A modern-day version of the mid-century modern aluminum Christmas tree, complete with color wheel; little ol’ me in front of one of our last real trees, with “the platform’s” train tunnel mountain and some of the Plasticville houses on the left of the photo.

When I was really young, we got a real tree, but one year my Uncle Bud got an artificial one, the silver kind with the slow, revolving color wheel. My mom was sold on that minus the color wheel (she was never fond of that modern convenience known as “electricity,” warily unplugging the toaster and electric can opener after each use). She decorated the silver tree with just red-colored ornaments and it was actually a very impressive sight. A few years later we got a “real” fake tree, when they started making more realistic ones that looked like classic evergreens.

I’m not sure when I gave up the ghost on the whole Santa Claus thing. I think maybe around age 7 or 8 when kids in school started spreading the vicious rumor that Santa didn’t exist, that it was just your parents pretending that he was going to bring you presents when all along it was them. One day I thought Santa was real, the next I didn’t and that was that, sadly. It didn’t really impact the magic of Christmas for me, since I was (and still am, to a certain degree) a greedy little bastard. Toys were toys, no matter who gave them to me. And make no mistake: Christmas was all about the toys for me.

The Yogi Bear and Huckleberry Hound dolls I had as a child, found in a Los Feliz antique store a few years back. Not sure who that interloping other dog is, but Huck seems very fond of her …

My earliest memory of Christmas presents was a pair of Huckleberry Hound and Yogi Bear stuffed toys that I got one year. I must have been 4 or 5 years old, and those two were my favorite TV cartoon characters. I think my mom conspired with both my paternal and maternal grandparents to get me both. We used to go to my dad’s parents on Christmas morning and my mom’s parents at night and our first stop revealed a giant Yogi Bear doll for me. I was thrilled and beside myself when I saw what awaited me that evening … a matching Huckleberry Hound doll. Both were rather tall, at least compared to short little me. Years later I found both of them together in an antique store in Los Feliz, but they were too pricey to bring home.
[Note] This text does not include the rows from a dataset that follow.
//! Civil birth time to astronomical time reference.
//!
//! A birth instant is entered as a civil local date and time. The timezone
//! rules (via `chrono-tz`) turn it into a UTC instant, which is then
//! expressed as a fractional Julian Day in Universal Time, the time axis
//! the ephemeris collaborator works on.

use chrono::{DateTime, Datelike, LocalResult, NaiveDate, NaiveTime, TimeZone, Timelike, Utc};
use chrono_tz::Tz;
use serde::{Deserialize, Serialize};

use crate::error::ChartError;

/// Supported civil year range, inclusive.
pub const MIN_YEAR: i32 = 1800;
pub const MAX_YEAR: i32 = 2400;

/// A birth instant as entered by the caller: civil date, civil time and
/// the free-text birth place. Immutable once parsed.
#[derive(Debug, Clone, PartialEq, Serialize, Deserialize)]
pub struct BirthMoment {
    pub date: NaiveDate,
    pub time: NaiveTime,
    pub location: String,
}

impl BirthMoment {
    /// Parse `YYYY-MM-DD` and `HH:MM` strings.
    pub fn parse(date: &str, time: &str, location: impl Into<String>) -> Result<Self, ChartError> {
        let parsed_date = NaiveDate::parse_from_str(date.trim(), "%Y-%m-%d").map_err(|e| {
            ChartError::InvalidDateTimeFormat {
                detail: format!("birth date `{date}`: {e}"),
            }
        })?;
        let parsed_time = NaiveTime::parse_from_str(time.trim(), "%H:%M").map_err(|e| {
            ChartError::InvalidDateTimeFormat {
                detail: format!("birth time `{time}`: {e}"),
            }
        })?;
        let year = parsed_date.year();
        if !(MIN_YEAR..=MAX_YEAR).contains(&year) {
            return Err(ChartError::DateOutOfRange { year });
        }
        Ok(Self {
            date: parsed_date,
            time: parsed_time,
            location: location.into(),
        })
    }
}

/// The disambiguated astronomical time reference for a chart.
#[derive(Debug, Clone, Copy, PartialEq, Serialize, Deserialize)]
pub struct AstronomicalTime {
    /// Fractional Julian Day, Universal Time.
    pub julian_day_ut: f64,
    /// The UTC instant the Julian Day was derived from, kept for
    /// diagnostics.
    pub utc: DateTime<Utc>,
}

impl AstronomicalTime {
    /// Resolve a civil birth moment under the named timezone's rules.
    ///
    /// An ambiguous local time (fall-back overlap) resolves to the earlier
    /// UTC instant, i.e. the pre-transition offset. A local time skipped
    /// by a spring-forward transition is an error, never shifted.
    pub fn normalize(moment: &BirthMoment, timezone: &str) -> Result<Self, ChartError> {
        let tz: Tz = timezone.parse().map_err(|_| ChartError::UnknownTimezone {
            timezone: timezone.to_string(),
        })?;
        let naive = moment.date.and_time(moment.time);
        let local = match tz.from_local_datetime(&naive) {
            LocalResult::Single(dt) => dt,
            LocalResult::Ambiguous(earlier, _later) => earlier,
            LocalResult::None => {
                return Err(ChartError::InvalidLocalTime {
                    datetime: naive.to_string(),
                    timezone: timezone.to_string(),
                })
            }
        };
        let utc = local.with_timezone(&Utc);
        Ok(Self {
            julian_day_ut: julian_day(utc),
            utc,
        })
    }
}

/// Julian Day (UT) for a UTC instant, Gregorian calendar.
///
/// Fractional day is `hour/24 + minute/1440 + second/86400`.
pub fn julian_day(utc: DateTime<Utc>) -> f64 {
    let mut year = f64::from(utc.year());
    let mut month = f64::from(utc.month());
    if month <= 2.0 {
        year -= 1.0;
        month += 12.0;
    }
    let century = (year / 100.0).floor();
    let gregorian = 2.0 - century + (century / 4.0).floor();
    let day_number = (365.25 * (year + 4716.0)).floor()
        + (30.6001 * (month + 1.0)).floor()
        + f64::from(utc.day())
        + gregorian
        - 1524.5;
    day_number
        + f64::from(utc.hour()) / 24.0
        + f64::from(utc.minute()) / 1440.0
        + f64::from(utc.second()) / 86_400.0
}

#[cfg(test)]
mod tests {
    use super::*;

    #[test]
    fn j2000_epoch() {
        let utc = Utc.with_ymd_and_hms(2000, 1, 1, 12, 0, 0).unwrap();
        assert!((julian_day(utc) - 2_451_545.0).abs() < 1e-9);
    }

    #[test]
    fn fractional_day_components() {
        let midnight = Utc.with_ymd_and_hms(1990, 6, 15, 0, 0, 0).unwrap();
        let afternoon = Utc.with_ymd_and_hms(1990, 6, 15, 12, 30, 0).unwrap();
        assert!((julian_day(midnight) - 2_448_057.5).abs() < 1e-9);
        assert!((julian_day(afternoon) - julian_day(midnight) - 12.5 / 24.0).abs() < 1e-9);
    }
}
My Christmas gifts, especially from my maternal grandparents, usually revolved around the aforementioned Sears Christmas Book. The catalog arrived in late summer and I would spend hours pouring over it at my grandparent’s house, trying to decide what one big item I wanted. For a while playsets were big. My brother had an Alamo set, with a tin recreation of the famous building and numerous cowboys, soldiers and horses, along with various cannons. I opted more for fantasy over reality (although I admit to having a D-Day set with hundreds of green plastic soldiers). Two of my favorites were a Flintstones town (complete with Fred, Wilma, Barney, Betty, Dino and Pebbles, plus houses, dinosaurs and cars) and a Disneyland one that came with its own Matterhorn and a small car that raced down its plastic sides, along with small plastic recreations of areas of the park, including Adventureland, Fantasyland, and Tomorrowland.

The Flintstones Playset by Marx (circa 1962) and the Disneyland set (first offered by Sears in 1959). I had both of these sets. (Flintstones Playset photo by Heritage Auctions)
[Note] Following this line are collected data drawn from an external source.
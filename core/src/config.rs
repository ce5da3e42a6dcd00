//! Process configuration, built once at startup.
//!
//! There is no ambient global lookup: the loaded config is passed
//! explicitly to the components that need it and never mutated afterward.

use std::env;
use std::fs;
use std::path::PathBuf;

use anyhow::Context;
use serde::Deserialize;

use crate::aspects::OrbPolicy;
use crate::ephemeris::HouseSystem;

/// Read-only configuration shared by every request.
#[derive(Debug, Clone)]
pub struct AstraeaConfig {
    /// OpenCage geocoding credential.
    pub opencage_api_key: String,
    /// Swiss Ephemeris data directory; `None` lets the adapter resolve it.
    pub ephemeris_path: Option<PathBuf>,
    pub house_system: HouseSystem,
    pub orb: OrbPolicy,
    /// Origins allowed by the HTTP surface; empty means any.
    pub allowed_origins: Vec<String>,
    pub listen_addr: String,
}

#[derive(Debug, Default, Deserialize)]
struct ConfigToml {
    #[serde(default)]
    opencage_api_key: Option<String>,
    #[serde(default)]
    ephemeris_path: Option<PathBuf>,
    #[serde(default)]
    house_system: Option<String>,
    #[serde(default)]
    orb_degrees: Option<f64>,
    #[serde(default)]
    allowed_origins: Option<Vec<String>>,
    #[serde(default)]
    listen_addr: Option<String>,
}

impl AstraeaConfig {
    /// Load configuration from the environment, with an optional TOML
    /// file (`ASTRAEA_CONFIG`) underneath. Environment variables win.
    pub fn load() -> anyhow::Result<Self> {
        let file = match env::var("ASTRAEA_CONFIG") {
            Ok(path) => {
                let text = fs::read_to_string(&path)
                    .with_context(|| format!("could not read config file {path}"))?;
                toml::from_str(&text)
                    .with_context(|| format!("could not parse config file {path}"))?
            }
            Err(_) => ConfigToml::default(),
        };

        let opencage_api_key = env::var("OPENCAGE_API_KEY")
            .ok()
            .or(file.opencage_api_key)
            .context("OPENCAGE_API_KEY is not set")?;

        let ephemeris_path = env::var("SWISS_EPHEMERIS_PATH")
            .ok()
            .map(PathBuf::from)
            .or(file.ephemeris_path);

        let house_system = match env::var("ASTRAEA_HOUSE_SYSTEM").ok().or(file.house_system) {
            Some(name) => name
                .parse::<HouseSystem>()
                .map_err(|e| anyhow::anyhow!(e))?,
            None => HouseSystem::default(),
        };

        let orb_degrees = match env::var("ASTRAEA_ORB").ok() {
            Some(raw) => Some(
                raw.parse::<f64>()
                    .with_context(|| format!("ASTRAEA_ORB `{raw}` is not a number"))?,
            ),
            None => file.orb_degrees,
        };
        let orb = match orb_degrees {
            Some(degrees) => OrbPolicy::new(degrees)?,
            None => OrbPolicy::default(),
        };

        let allowed_origins = env::var("ASTRAEA_ALLOWED_ORIGINS")
            .ok()
            .map(|raw| split_origins(&raw))
            .or(file.allowed_origins)
            .unwrap_or_default();

        let listen_addr = env::var("ASTRAEA_LISTEN_ADDR")
            .ok()
            .or(file.listen_addr)
            .unwrap_or_else(|| "0.0.0.0:8000".to_string());

        Ok(Self {
            opencage_api_key,
            ephemeris_path,
            house_system,
            orb,
            allowed_origins,
            listen_addr,
        })
    }
}

fn split_origins(raw: &str) -> Vec<String> {
    raw.split(',')
        .map(|s| s.trim().to_string())
        .filter(|s| !s.is_empty())
        .collect()
}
As I got older, my interests turned to more “adult” kid things … like guns. I was obsessed with the James Bond movies and its TV equivalent, The Man from U.N.C.L.E. I never got the Bond toy of my dreams, the fully-loaded attache case (a kid down the street from my grandparents had one, though and I desperately wanted to steal it), but I did have the U.N.C.L.E. guns, both the modular Napoleon Solo one and the giant T.H.R.U.S.H. rifle, which was almost too big to play with. One year a REMCO playset called “Horrible Hamilton” was all the rage and I got that, along with a helmet and gun. The theme was giant insects and my mom hated them. They had strings you pulled and they slithered around the floor. The playset came with blue plastic soldiers and futuristic vehicles, too. That fad lasted about a year and was about a decade too late … the giant monster movie craze had its last gasp in the late 1950s.

And one year it was all about Captain Action, an action figure. (“It’s a DOLL,” harrumphed my father, “And he’s too damn old for dolls.” For the record, I was 12.) Captain Action took advantage of the twin merchandising wonders of Batman and G.I. Joe. It was the male equivalent of Barbie and came with numerous accessories, but the trick was they were all character-driven. You could buy costume sets for Batman, Superman, Aquaman, Spider-Man, Captain America … even the Phantom, Flash Gordon, Steve Canyon, and Sgt. Fury (alas, no complete set of the Howling Commandos was offered). The following year Action Boy came along so you could buy all the kid sidekicks, including Superboy, Robin, and Aqualad. I immediately broke my Action Boy figure on Christmas Day by pulling his head off to try and get Superboy’s cape over it, not realizing the plastic cape had a small, imperceptible slit in it. #sad (This website has a complete list of all the Captain Action costume sets, with images.)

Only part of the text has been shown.